> I suppose if we are adjusting DCF in the next go rounds then I will  need 
> to pay attention to it ...

As it happens, here's one I _didn't_ prepare earlier - happened live just as 
I read your mail.

http://img524.imageshack.us/img524/2865/setidcfeffect.png

SETI has been sending out a lot lof VLAR work recently, and because I've 
been switching it to the CPU queue, that queue is quite full. It has also 
been reported that VHAR (short running, short deadline) work is processed 
more efficiently on the CPU - SETI's 30-second CUDA startup is a big part of 
a 6-minute runtime at VHAR on this host - so I've been switching those too. 
Short deadline, large cache - BOINC is a bit 'edgy' just at the moment.

Hence the situation in the screenshot. The 24:45 CUDA task ready to report 
took much longer than expected - 15 minutes would be par for the fpops_est. 
So, when it finished 2:37 before the grab, DCF bumped up, ***all** SETI 
queue estimates jumped, and a new set of tasks was started in High Priority.

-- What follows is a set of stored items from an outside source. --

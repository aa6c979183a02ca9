use crate::error::DnfError;
use std::fmt;
use std::str::FromStr;

/// Transformation applied to the replacement string before substitution
#[derive(Debug, Clone, Copy, PartialEq, Eq)]
pub enum Mode {
    Plain,     // 1: replacement used as-is
    WrappedSy, // 2: replacement wrapped as s<new>y
}

impl Mode {
    /// Compute the string that actually replaces matches
    ///
    /// # Arguments
    /// * `new` - The literal replacement given by the user
    ///
    /// # Returns
    /// * `String` - The final replacement for this mode
    pub fn resolve(&self, new: &str) -> String {
        match self {
            Mode::Plain => new.to_string(),
            Mode::WrappedSy => format!("s{}y", new),
        }
    }

    pub fn number(&self) -> u8 {
        match self {
            Mode::Plain => 1,
            Mode::WrappedSy => 2,
        }
    }
}

impl FromStr for Mode {
    type Err = DnfError;

    fn from_str(s: &str) -> Result<Self, Self::Err> {
        match s.trim() {
            "1" => Ok(Mode::Plain),
            "2" => Ok(Mode::WrappedSy),
            other => Err(DnfError::InvalidMode(other.to_string())),
        }
    }
}

impl fmt::Display for Mode {
    fn fmt(&self, f: &mut fmt::Formatter<'_>) -> fmt::Result {
        write!(f, "{}", self.number())
    }
}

Twenty minutes later, and it's all over:

http://img17.imageshack.us/img17/2523/setidcfeffectover.png

Five more normal completions have brought DCF down again - look at the 
estimates on the 01 May deadline tasks just below the four now ready to 
report: down from 33:13 to 28:08

This also shows the other effect Paul and I have been reporting - these CPU 
tasks would have finished in well under 20 minutes each if run singly 
against work from other projects on the other cores - it should be under 17 
minutes, like http://setiathome.berkeley.edu/result.php?resultid=1211962928 
from the same host this morning.(1008.25 CPU seconds).